DIRECTIONS
Pull every line with "chunk" from the entries below.

Collected data entries
--*--
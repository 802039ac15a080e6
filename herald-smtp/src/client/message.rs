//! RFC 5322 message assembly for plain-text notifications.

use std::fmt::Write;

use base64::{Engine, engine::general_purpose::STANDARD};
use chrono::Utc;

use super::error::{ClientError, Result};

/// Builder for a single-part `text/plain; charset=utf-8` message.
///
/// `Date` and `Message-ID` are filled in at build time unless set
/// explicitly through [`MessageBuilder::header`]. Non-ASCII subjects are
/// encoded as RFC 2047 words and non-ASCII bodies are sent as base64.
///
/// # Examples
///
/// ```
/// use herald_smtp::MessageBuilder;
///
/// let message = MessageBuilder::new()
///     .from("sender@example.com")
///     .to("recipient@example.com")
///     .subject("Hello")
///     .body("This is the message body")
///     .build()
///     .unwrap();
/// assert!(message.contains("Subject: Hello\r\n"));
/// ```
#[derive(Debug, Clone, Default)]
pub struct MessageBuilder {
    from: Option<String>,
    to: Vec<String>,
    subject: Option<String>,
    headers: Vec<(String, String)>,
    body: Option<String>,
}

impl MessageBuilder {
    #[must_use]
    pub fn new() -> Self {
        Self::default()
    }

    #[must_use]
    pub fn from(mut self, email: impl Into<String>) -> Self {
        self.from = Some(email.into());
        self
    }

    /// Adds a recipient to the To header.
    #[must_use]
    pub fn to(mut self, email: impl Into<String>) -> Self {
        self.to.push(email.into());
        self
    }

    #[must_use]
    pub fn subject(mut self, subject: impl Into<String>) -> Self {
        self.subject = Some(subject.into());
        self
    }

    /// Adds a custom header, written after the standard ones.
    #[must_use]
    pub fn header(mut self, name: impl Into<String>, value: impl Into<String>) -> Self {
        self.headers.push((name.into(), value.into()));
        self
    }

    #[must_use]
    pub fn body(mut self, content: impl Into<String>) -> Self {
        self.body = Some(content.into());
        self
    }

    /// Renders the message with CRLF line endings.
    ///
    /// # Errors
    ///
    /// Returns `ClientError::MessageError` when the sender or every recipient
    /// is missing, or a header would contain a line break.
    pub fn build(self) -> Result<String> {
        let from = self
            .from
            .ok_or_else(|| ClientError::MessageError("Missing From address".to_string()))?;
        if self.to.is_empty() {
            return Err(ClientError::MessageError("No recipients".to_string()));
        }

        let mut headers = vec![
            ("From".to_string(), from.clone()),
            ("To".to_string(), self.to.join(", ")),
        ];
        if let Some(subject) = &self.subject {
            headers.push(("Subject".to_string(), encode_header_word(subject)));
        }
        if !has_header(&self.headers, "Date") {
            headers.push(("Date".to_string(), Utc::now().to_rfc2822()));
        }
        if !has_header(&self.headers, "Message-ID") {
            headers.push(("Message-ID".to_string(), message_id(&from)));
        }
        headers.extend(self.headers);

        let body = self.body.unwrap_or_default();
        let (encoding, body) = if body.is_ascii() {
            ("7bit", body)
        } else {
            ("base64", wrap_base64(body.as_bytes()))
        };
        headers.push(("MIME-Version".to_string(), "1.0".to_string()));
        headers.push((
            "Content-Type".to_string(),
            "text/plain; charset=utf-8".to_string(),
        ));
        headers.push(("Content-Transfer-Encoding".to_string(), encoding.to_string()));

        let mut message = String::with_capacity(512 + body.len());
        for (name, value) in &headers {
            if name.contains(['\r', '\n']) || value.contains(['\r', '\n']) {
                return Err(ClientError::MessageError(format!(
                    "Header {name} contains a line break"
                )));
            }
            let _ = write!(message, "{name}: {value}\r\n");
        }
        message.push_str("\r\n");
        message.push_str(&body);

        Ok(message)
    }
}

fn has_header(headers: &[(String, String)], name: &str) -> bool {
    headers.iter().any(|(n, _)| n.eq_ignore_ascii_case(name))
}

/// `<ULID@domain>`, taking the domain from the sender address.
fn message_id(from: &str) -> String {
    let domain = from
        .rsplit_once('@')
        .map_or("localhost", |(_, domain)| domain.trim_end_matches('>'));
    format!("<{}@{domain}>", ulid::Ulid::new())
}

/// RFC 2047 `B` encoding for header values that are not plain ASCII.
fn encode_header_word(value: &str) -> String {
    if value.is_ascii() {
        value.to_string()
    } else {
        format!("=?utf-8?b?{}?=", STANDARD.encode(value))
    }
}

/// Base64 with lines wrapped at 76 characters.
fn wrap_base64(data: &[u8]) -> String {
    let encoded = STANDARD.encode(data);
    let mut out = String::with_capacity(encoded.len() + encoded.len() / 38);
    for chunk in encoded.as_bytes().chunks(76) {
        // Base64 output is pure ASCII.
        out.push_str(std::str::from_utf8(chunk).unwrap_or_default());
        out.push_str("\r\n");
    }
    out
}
--*--
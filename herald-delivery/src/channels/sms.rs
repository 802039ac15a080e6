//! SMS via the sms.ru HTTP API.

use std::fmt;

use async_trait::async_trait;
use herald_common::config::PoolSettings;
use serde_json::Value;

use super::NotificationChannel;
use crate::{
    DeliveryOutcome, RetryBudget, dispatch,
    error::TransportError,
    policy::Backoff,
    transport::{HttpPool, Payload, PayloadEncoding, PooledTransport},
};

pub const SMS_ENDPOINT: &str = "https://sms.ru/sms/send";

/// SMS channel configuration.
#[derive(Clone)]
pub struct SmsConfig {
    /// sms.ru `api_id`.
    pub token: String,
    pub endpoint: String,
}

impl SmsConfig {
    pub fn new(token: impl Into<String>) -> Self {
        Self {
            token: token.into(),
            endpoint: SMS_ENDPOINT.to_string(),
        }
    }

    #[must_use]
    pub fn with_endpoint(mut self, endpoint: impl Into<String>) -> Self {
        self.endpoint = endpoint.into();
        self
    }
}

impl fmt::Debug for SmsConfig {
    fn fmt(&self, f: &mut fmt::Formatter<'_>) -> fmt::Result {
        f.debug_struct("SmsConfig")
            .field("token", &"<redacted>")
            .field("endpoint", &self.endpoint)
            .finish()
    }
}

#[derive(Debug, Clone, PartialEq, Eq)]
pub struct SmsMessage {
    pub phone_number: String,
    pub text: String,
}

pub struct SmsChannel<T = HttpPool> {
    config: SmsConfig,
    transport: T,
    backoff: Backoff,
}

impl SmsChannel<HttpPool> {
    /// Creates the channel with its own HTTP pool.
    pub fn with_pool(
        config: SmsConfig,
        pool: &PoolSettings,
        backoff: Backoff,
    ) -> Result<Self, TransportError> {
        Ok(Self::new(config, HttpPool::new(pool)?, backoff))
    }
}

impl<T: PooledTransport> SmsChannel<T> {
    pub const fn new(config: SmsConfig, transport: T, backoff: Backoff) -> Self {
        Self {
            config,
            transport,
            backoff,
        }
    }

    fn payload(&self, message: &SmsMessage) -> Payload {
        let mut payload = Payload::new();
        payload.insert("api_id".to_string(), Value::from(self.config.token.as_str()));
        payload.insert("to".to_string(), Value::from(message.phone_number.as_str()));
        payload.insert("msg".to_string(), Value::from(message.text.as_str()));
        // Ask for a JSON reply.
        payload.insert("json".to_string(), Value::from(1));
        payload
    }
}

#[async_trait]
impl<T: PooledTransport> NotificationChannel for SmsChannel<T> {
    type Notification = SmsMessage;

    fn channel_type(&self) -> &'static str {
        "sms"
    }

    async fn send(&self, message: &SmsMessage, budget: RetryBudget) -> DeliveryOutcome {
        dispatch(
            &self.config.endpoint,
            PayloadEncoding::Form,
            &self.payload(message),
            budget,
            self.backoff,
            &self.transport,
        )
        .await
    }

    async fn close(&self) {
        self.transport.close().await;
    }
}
--*--
EXERCISE OUTPUT
    for chunk in encoded.as_bytes().chunks(76) {
        out.push_str(std::str::from_utf8(chunk).unwrap_or_default());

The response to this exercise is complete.